Noticed some nan's were appearing unexpectedly, in my data. (and expanding out and naning everything they touched) Did some careful investigation and produced a minimal working example:
>>> import numpy
>>> from scipy.special import expit
>>> expit(709)
1.0
>>> expit(710)
nan
Expit is the inverse logit.
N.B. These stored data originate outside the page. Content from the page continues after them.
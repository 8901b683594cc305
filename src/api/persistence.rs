//! Destinations for campaigns and measurement records

use crate::measurement::{MeasurementCampaign, MeasurementRecord};
use serde::Serialize;
use std::fs::{File, OpenOptions};
use std::io::{self, Write};
use std::path::{Path, PathBuf};
use std::sync::{Arc, Mutex, MutexGuard};
use thiserror::Error;
use tracing::warn;
use uuid::Uuid;

#[derive(Debug, Clone, PartialEq, Error)]
pub enum PersistenceError {
    #[error("I/O error: {message}")]
    Io { message: String },
    #[error("serialization error: {message}")]
    Serialization { message: String },
    #[error("campaign {campaign_id} is not open")]
    UnknownCampaign { campaign_id: Uuid },
    #[error("sink unavailable: {reason}")]
    Unavailable { reason: String },
}

pub type PersistenceResult<T> = Result<T, PersistenceError>;

/// Receives campaigns and batches of records from the error tracker.
///
/// A batch is written entirely or not at all.
pub trait PersistenceSink: Send {
    fn begin_campaign(&mut self, campaign: &MeasurementCampaign) -> PersistenceResult<()>;

    fn persist_batch(&mut self, campaign_id: Uuid, records: &[MeasurementRecord]) -> PersistenceResult<()>;

    fn end_campaign(&mut self, campaign: &MeasurementCampaign) -> PersistenceResult<()>;
}

#[derive(Debug, Default)]
struct MemoryState {
    campaigns: Vec<MeasurementCampaign>,
    batches: Vec<(Uuid, Vec<MeasurementRecord>)>,
    fail_next: usize,
}

/// In-memory sink; clones share the same storage
#[derive(Debug, Clone, Default)]
pub struct MemorySink {
    state: Arc<Mutex<MemoryState>>,
}

impl MemorySink {
    pub fn new() -> Self {
        Self::default()
    }

    fn lock(&self) -> MutexGuard<'_, MemoryState> {
        self.state.lock().unwrap_or_else(|poisoned| poisoned.into_inner())
    }

    /// Campaigns as last reported (ended campaigns carry `ended_at_ms`)
    pub fn campaigns(&self) -> Vec<MeasurementCampaign> {
        self.lock().campaigns.clone()
    }

    pub fn batches(&self) -> Vec<(Uuid, Vec<MeasurementRecord>)> {
        self.lock().batches.clone()
    }

    /// Every record persisted so far, in order
    pub fn records(&self) -> Vec<MeasurementRecord> {
        self.lock()
            .batches
            .iter()
            .flat_map(|(_, records)| records.iter().cloned())
            .collect()
    }

    /// Reject the next `count` batches
    pub fn fail_next_batches(&self, count: usize) {
        self.lock().fail_next = count;
    }
}

impl PersistenceSink for MemorySink {
    fn begin_campaign(&mut self, campaign: &MeasurementCampaign) -> PersistenceResult<()> {
        self.lock().campaigns.push(campaign.clone());
        Ok(())
    }

    fn persist_batch(&mut self, campaign_id: Uuid, records: &[MeasurementRecord]) -> PersistenceResult<()> {
        let mut state = self.lock();
        if state.fail_next > 0 {
            state.fail_next -= 1;
            return Err(PersistenceError::Unavailable {
                reason: "simulated write failure".to_string(),
            });
        }
        if !state.campaigns.iter().any(|c| c.campaign_id == campaign_id) {
            return Err(PersistenceError::UnknownCampaign { campaign_id });
        }
        state.batches.push((campaign_id, records.to_vec()));
        Ok(())
    }

    fn end_campaign(&mut self, campaign: &MeasurementCampaign) -> PersistenceResult<()> {
        let mut state = self.lock();
        match state
            .campaigns
            .iter_mut()
            .find(|c| c.campaign_id == campaign.campaign_id)
        {
            Some(existing) => {
                *existing = campaign.clone();
                Ok(())
            }
            None => Err(PersistenceError::UnknownCampaign {
                campaign_id: campaign.campaign_id,
            }),
        }
    }
}

#[derive(Serialize)]
#[serde(tag = "type", rename_all = "snake_case")]
enum Line<'a> {
    CampaignStarted { campaign: &'a MeasurementCampaign },
    Record { campaign_id: Uuid, record: &'a MeasurementRecord },
    CampaignEnded { campaign: &'a MeasurementCampaign },
}

/// Appends newline-delimited JSON to a file
#[derive(Debug)]
pub struct JsonLinesSink {
    path: PathBuf,
    file: File,
}

impl JsonLinesSink {
    /// Open `path` for appending, creating it if needed
    pub fn open<P: AsRef<Path>>(path: P) -> PersistenceResult<Self> {
        let path = path.as_ref().to_path_buf();
        let file = OpenOptions::new()
            .create(true)
            .append(true)
            .open(&path)
            .map_err(|e| PersistenceError::Io {
                message: format!("Failed to open '{}': {}", path.display(), e),
            })?;
        Ok(Self { path, file })
    }

    pub fn path(&self) -> &Path {
        &self.path
    }

    fn write_lines(&mut self, lines: &[Line<'_>]) -> PersistenceResult<()> {
        let mut buffer = Vec::new();
        for line in lines {
            serde_json::to_writer(&mut buffer, line).map_err(|e| PersistenceError::Serialization {
                message: e.to_string(),
            })?;
            buffer.push(b'\n');
        }
        append_all(&mut self.file, &buffer).map_err(|e| PersistenceError::Io {
            message: format!("Failed to write '{}': {}", self.path.display(), e),
        })
    }
}

/// Append `buffer` to `file`. On failure the file is cut back to its previous
/// length so a partial batch never stays behind.
fn append_all(file: &mut File, buffer: &[u8]) -> io::Result<()> {
    let start = file.metadata()?.len();
    if let Err(error) = file.write_all(buffer).and_then(|_| file.flush()) {
        if let Err(rollback) = file.set_len(start) {
            warn!(%rollback, "could not roll back partial write");
        }
        return Err(error);
    }
    Ok(())
}

impl PersistenceSink for JsonLinesSink {
    fn begin_campaign(&mut self, campaign: &MeasurementCampaign) -> PersistenceResult<()> {
        self.write_lines(&[Line::CampaignStarted { campaign }])
    }

    fn persist_batch(&mut self, campaign_id: Uuid, records: &[MeasurementRecord]) -> PersistenceResult<()> {
        let lines: Vec<Line<'_>> = records
            .iter()
            .map(|record| Line::Record { campaign_id, record })
            .collect();
        self.write_lines(&lines)
    }

    fn end_campaign(&mut self, campaign: &MeasurementCampaign) -> PersistenceResult<()> {
        self.write_lines(&[Line::CampaignEnded { campaign }])
    }
}

#[cfg(test)]
mod tests {
    use super::*;
    use crate::core::{Destination, PeerId, Role};

    fn campaign() -> MeasurementCampaign {
        MeasurementCampaign::new(vec![
            (PeerId::new(Role::Anchor, "a"), Some(Destination::Window)),
            (PeerId::new(Role::Anchor, "b"), Some(Destination::Kitchen)),
        ])
    }

    fn record() -> MeasurementRecord {
        MeasurementRecord::new(
            PeerId::new(Role::Anchor, "a"),
            PeerId::new(Role::Anchor, "b"),
            10.4,
            Some(10.287),
            1,
        )
    }

    #[test]
    fn test_memory_sink_shares_storage() {
        let probe = MemorySink::new();
        let mut sink = probe.clone();
        let campaign = campaign();

        sink.begin_campaign(&campaign).unwrap();
        sink.persist_batch(campaign.campaign_id, &[record(), record()]).unwrap();

        assert_eq!(probe.campaigns().len(), 1);
        assert_eq!(probe.records().len(), 2);
    }

    #[test]
    fn test_memory_sink_rejects_unknown_campaign() {
        let mut sink = MemorySink::new();
        let result = sink.persist_batch(Uuid::new_v4(), &[record()]);
        assert!(matches!(result, Err(PersistenceError::UnknownCampaign { .. })));
    }

    #[test]
    fn test_memory_sink_failed_batch_is_not_stored() {
        let mut sink = MemorySink::new();
        let campaign = campaign();
        sink.begin_campaign(&campaign).unwrap();
        sink.fail_next_batches(1);

        assert!(sink.persist_batch(campaign.campaign_id, &[record()]).is_err());
        assert!(sink.records().is_empty());
        assert!(sink.persist_batch(campaign.campaign_id, &[record()]).is_ok());
        assert_eq!(sink.records().len(), 1);
    }

    #[test]
    fn test_json_lines_sink() {
        let path = std::env::temp_dir().join(format!("records-{}.jsonl", Uuid::new_v4()));
        let campaign = campaign();
        {
            let mut sink = JsonLinesSink::open(&path).unwrap();
            sink.begin_campaign(&campaign).unwrap();
            sink.persist_batch(campaign.campaign_id, &[record()]).unwrap();
            sink.end_campaign(&campaign).unwrap();
        }

        let content = std::fs::read_to_string(&path).unwrap();
        let lines: Vec<serde_json::Value> = content
            .lines()
            .map(|line| serde_json::from_str(line).unwrap())
            .collect();
        assert_eq!(lines.len(), 3);
        assert_eq!(lines[0]["type"], "campaign_started");
        assert_eq!(lines[1]["type"], "record");
        assert_eq!(lines[1]["record"]["d_true"], 10.287);
        assert_eq!(lines[2]["type"], "campaign_ended");
        let _ = std::fs::remove_file(&path);
    }

    #[test]
    fn test_failed_append_leaves_file_unchanged() {
        let path = std::env::temp_dir().join(format!("records-{}.jsonl", Uuid::new_v4()));
        std::fs::write(&path, b"{\"type\":\"campaign_started\"}\n").unwrap();

        let mut read_only = File::open(&path).unwrap();
        assert!(append_all(&mut read_only, b"{\"type\":\"record\"}\n").is_err());
        let content = std::fs::read_to_string(&path).unwrap();
        assert_eq!(content.lines().count(), 1);

        let mut writable = OpenOptions::new().append(true).open(&path).unwrap();
        append_all(&mut writable, b"{\"type\":\"record\"}\n").unwrap();
        let content = std::fs::read_to_string(&path).unwrap();
        assert_eq!(content.lines().count(), 2);
        let _ = std::fs::remove_file(&path);
    }
}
Scipy documentation here.
Which tells us:
expit(x) = 1/(1+exp(-x))
So 1+exp(-709)==1.0
so that expit(709)=1.0
Seems fairly reasonable, rounding exp(-709)==0
.
However, what is going on with expit(710)
? expit(710)==nan
implies that 1+exp(-710)==0
, which implies: exp(-710)=-1
which is not right at all.
What is going on?
I am fixing it with:
def sane_expit(x):
x = np.minimum(x,700*np.ones_like(x)) #Cap it at 700 to avoid overflow
return expit(x)
But this is going to be a bit slower, because extra op, and the python overhead.
I am using numpy 1.8.-0, and scipy 0.13.2
What is going on?
The function is evidently not coded to deal with such large inputs, and encounters an overflow during the internal calculations.
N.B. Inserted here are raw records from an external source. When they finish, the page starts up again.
//! Wire-level processing of peer payloads

pub mod token;

pub use token::{decode, encode, share, DecodeError, DiscoveryToken, EncodeError, WireMessage};
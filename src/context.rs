//! Per-session application context
//!
//! Built once when the user logs in and handed to the coordinator; nothing in
//! the crate reads profile data from global state.

use crate::core::{Destination, PeerDescriptor, Role};
use crate::tracking::CoordinatorError;
use crate::utils::TrackingConfig;
use std::sync::Arc;

/// Read-only access to the signed-in user's profile
pub trait ProfileStore: Send + Sync {
    fn current_user_id(&self) -> Option<String>;

    fn current_role(&self) -> Option<Role>;

    /// Anchors only
    fn destination(&self) -> Option<Destination>;

    fn display_name(&self) -> Option<String>;

    /// 0.0 to 1.0
    fn battery_level(&self) -> Option<f32> {
        None
    }
}

/// Fixed profile, used by the simulation and tests
#[derive(Debug, Clone, PartialEq)]
pub struct StaticProfile {
    pub user_id: String,
    pub role: Role,
    pub display_name: String,
    pub destination: Option<Destination>,
    pub battery_level: Option<f32>,
}

impl StaticProfile {
    pub fn anchor(user_id: &str, destination: Destination) -> Self {
        Self {
            user_id: user_id.to_string(),
            role: Role::Anchor,
            display_name: format!("{} anchor", destination),
            destination: Some(destination),
            battery_level: None,
        }
    }

    pub fn navigator(user_id: &str) -> Self {
        Self {
            user_id: user_id.to_string(),
            role: Role::Navigator,
            display_name: format!("navigator {}", user_id),
            destination: None,
            battery_level: None,
        }
    }

    pub fn with_battery(mut self, level: f32) -> Self {
        self.battery_level = Some(level.clamp(0.0, 1.0));
        self
    }
}

impl ProfileStore for StaticProfile {
    fn current_user_id(&self) -> Option<String> {
        Some(self.user_id.clone())
    }

    fn current_role(&self) -> Option<Role> {
        Some(self.role)
    }

    fn destination(&self) -> Option<Destination> {
        self.destination
    }

    fn display_name(&self) -> Option<String> {
        Some(self.display_name.clone())
    }

    fn battery_level(&self) -> Option<f32> {
        self.battery_level
    }
}

/// Profile store and configuration for one signed-in session
#[derive(Clone)]
pub struct AppContext {
    pub profile: Arc<dyn ProfileStore>,
    pub config: TrackingConfig,
}

impl AppContext {
    pub fn new(profile: Arc<dyn ProfileStore>, config: TrackingConfig) -> Self {
        Self { profile, config }
    }

    /// Handshake descriptor for this device, built from the profile
    pub fn local_descriptor(&self) -> Result<PeerDescriptor, CoordinatorError> {
        let user_id = self
            .profile
            .current_user_id()
            .filter(|id| !id.is_empty())
            .ok_or(CoordinatorError::Profile { field: "user_id" })?;
        let role = self
            .profile
            .current_role()
            .ok_or(CoordinatorError::Profile { field: "role" })?;
        let display_name = self.profile.display_name().unwrap_or_else(|| user_id.clone());

        let descriptor = PeerDescriptor::new(role, user_id, display_name);
        Ok(match (role, self.profile.destination()) {
            (Role::Anchor, Some(destination)) => descriptor.with_destination(destination),
            _ => descriptor,
        })
    }
}

#[cfg(test)]
mod tests {
    use super::*;

    struct EmptyProfile;

    impl ProfileStore for EmptyProfile {
        fn current_user_id(&self) -> Option<String> {
            None
        }
        fn current_role(&self) -> Option<Role> {
            Some(Role::Anchor)
        }
        fn destination(&self) -> Option<Destination> {
            None
        }
        fn display_name(&self) -> Option<String> {
            None
        }
    }

    #[test]
    fn test_descriptor_from_profile() {
        let context = AppContext::new(
            Arc::new(StaticProfile::anchor("u42", Destination::Kitchen)),
            TrackingConfig::default(),
        );
        let descriptor = context.local_descriptor().unwrap();
        assert_eq!(descriptor.peer_id().as_str(), "anchor-u42");
        assert_eq!(descriptor.destination, Some(Destination::Kitchen));
    }

    #[test]
    fn test_navigator_never_carries_destination() {
        let mut profile = StaticProfile::navigator("n1");
        profile.destination = Some(Destination::Window);
        let context = AppContext::new(Arc::new(profile), TrackingConfig::default());
        assert_eq!(context.local_descriptor().unwrap().destination, None);
    }

    #[test]
    fn test_missing_user_is_an_error() {
        let context = AppContext::new(Arc::new(EmptyProfile), TrackingConfig::default());
        assert!(matches!(
            context.local_descriptor(),
            Err(CoordinatorError::Profile { field: "user_id" })
        ));
    }
}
The significance of the number 710 is that math.exp(709)
can be represented as float
, whereas math.exp(710)
cannot:
In [27]: import math
In [28]: math.exp(709)
Out[28]: 8.218407461554972e+307
In [29]: math.exp(710)
---------------------------------------------------------------------------
OverflowError Traceback (most recent call last)
----> 1 math.exp(710)
OverflowError: math range error
Might be worth filing a bug against SciPy.